**Stored items:**
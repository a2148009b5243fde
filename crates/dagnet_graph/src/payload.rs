//! Per-edge payload storage for a forward pass.
//!
//! During a call, every edge holds at most one in-flight value: written by the
//! edge's source node when it executes, consumed by the target node. The
//! values live in a side table indexed by [`EdgeId`] rather than on the graph
//! structure, so the structure stays immutable while a call runs.

use crate::edge::EdgeId;

/// Side table of in-flight edge values, one optional slot per edge.
///
/// A table is drained after every call, whether the call succeeded or not,
/// so no value leaks from one call into the next.
#[derive(Debug, Clone)]
pub struct Payloads<V> {
    slots: Vec<Option<V>>,
}

impl<V> Default for Payloads<V> {
    fn default() -> Self {
        Self { slots: Vec::new() }
    }
}

impl<V> Payloads<V> {
    /// Creates an empty table.
    #[must_use]
    pub fn new() -> Self {
        Self::default()
    }

    /// Creates a table with one empty slot per edge.
    #[must_use]
    pub fn with_edges(edge_count: usize) -> Self {
        let mut payloads = Self::new();
        payloads.prepare(edge_count);
        payloads
    }

    /// Empties the table and sizes it for `edge_count` edges.
    pub fn prepare(&mut self, edge_count: usize) {
        self.slots.clear();
        self.slots.resize_with(edge_count, || None);
    }

    /// Stores a value on an edge, returning any value it replaced.
    pub fn put(&mut self, edge: EdgeId, value: V) -> Option<V> {
        if edge.0 >= self.slots.len() {
            self.slots.resize_with(edge.0 + 1, || None);
        }
        self.slots[edge.0].replace(value)
    }

    /// Removes and returns the value on an edge.
    pub fn take(&mut self, edge: EdgeId) -> Option<V> {
        self.slots.get_mut(edge.0).and_then(Option::take)
    }

    /// Returns the value on an edge without consuming it.
    #[must_use]
    pub fn get(&self, edge: EdgeId) -> Option<&V> {
        self.slots.get(edge.0).and_then(Option::as_ref)
    }

    /// Returns true if the edge holds a value.
    #[must_use]
    pub fn is_occupied(&self, edge: EdgeId) -> bool {
        self.get(edge).is_some()
    }

    /// Returns the number of edges holding a value.
    #[must_use]
    pub fn occupied(&self) -> usize {
        self.slots.iter().filter(|slot| slot.is_some()).count()
    }

    /// Returns true if no edge holds a value.
    #[must_use]
    pub fn is_drained(&self) -> bool {
        self.slots.iter().all(Option::is_none)
    }

    /// Drops every stored value, keeping the slots.
    pub fn clear(&mut self) {
        for slot in &mut self.slots {
            *slot = None;
        }
    }

    /// Returns the number of slots.
    #[must_use]
    pub fn len(&self) -> usize {
        self.slots.len()
    }

    /// Returns true if the table has no slots.
    #[must_use]
    pub fn is_empty(&self) -> bool {
        self.slots.is_empty()
    }
}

**WHAT YOU NEED TO DO:** Set all of the data down again exactly.

**SOLUTION TO THIS PROBLEM:**
repository a2148009b5243fde
filename crates/dagnet_graph/src/payload.rs
//! Per-edge payload storage for a forward pass.
//!
//! During a call, every edge holds at most one in-flight value: written by the
//! edge's source node when it executes, consumed by the target node. The
//! values live in a side table indexed by [`EdgeId`] rather than on the graph
//! structure, so the structure stays immutable while a call runs.

use crate::edge::EdgeId;

/// Side table of in-flight edge values, one optional slot per edge.
///
/// A table is drained after every call, whether the call succeeded or not,
/// so no value leaks from one call into the next.
#[derive(Debug, Clone)]
pub struct Payloads<V> {
    slots: Vec<Option<V>>,
}

impl<V> Default for Payloads<V> {
    fn default() -> Self {
        Self { slots: Vec::new() }
    }
}

impl<V> Payloads<V> {
    /// Creates an empty table.
    #[must_use]
    pub fn new() -> Self {
        Self::default()
    }

    /// Creates a table with one empty slot per edge.
    #[must_use]
    pub fn with_edges(edge_count: usize) -> Self {
        let mut payloads = Self::new();
        payloads.prepare(edge_count);
        payloads
    }

    /// Empties the table and sizes it for `edge_count` edges.
    pub fn prepare(&mut self, edge_count: usize) {
        self.slots.clear();
        self.slots.resize_with(edge_count, || None);
    }

    /// Stores a value on an edge, returning any value it replaced.
    pub fn put(&mut self, edge: EdgeId, value: V) -> Option<V> {
        if edge.0 >= self.slots.len() {
            self.slots.resize_with(edge.0 + 1, || None);
        }
        self.slots[edge.0].replace(value)
    }

    /// Removes and returns the value on an edge.
    pub fn take(&mut self, edge: EdgeId) -> Option<V> {
        self.slots.get_mut(edge.0).and_then(Option::take)
    }

    /// Returns the value on an edge without consuming it.
    #[must_use]
    pub fn get(&self, edge: EdgeId) -> Option<&V> {
        self.slots.get(edge.0).and_then(Option::as_ref)
    }

    /// Returns true if the edge holds a value.
    #[must_use]
    pub fn is_occupied(&self, edge: EdgeId) -> bool {
        self.get(edge).is_some()
    }

    /// Returns the number of edges holding a value.
    #[must_use]
    pub fn occupied(&self) -> usize {
        self.slots.iter().filter(|slot| slot.is_some()).count()
    }

    /// Returns true if no edge holds a value.
    #[must_use]
    pub fn is_drained(&self) -> bool {
        self.slots.iter().all(Option::is_none)
    }

    /// Drops every stored value, keeping the slots.
    pub fn clear(&mut self) {
        for slot in &mut self.slots {
            *slot = None;
        }
    }

    /// Returns the number of slots.
    #[must_use]
    pub fn len(&self) -> usize {
        self.slots.len()
    }

    /// Returns true if the table has no slots.
    #[must_use]
    pub fn is_empty(&self) -> bool {
        self.slots.is_empty()
    }
}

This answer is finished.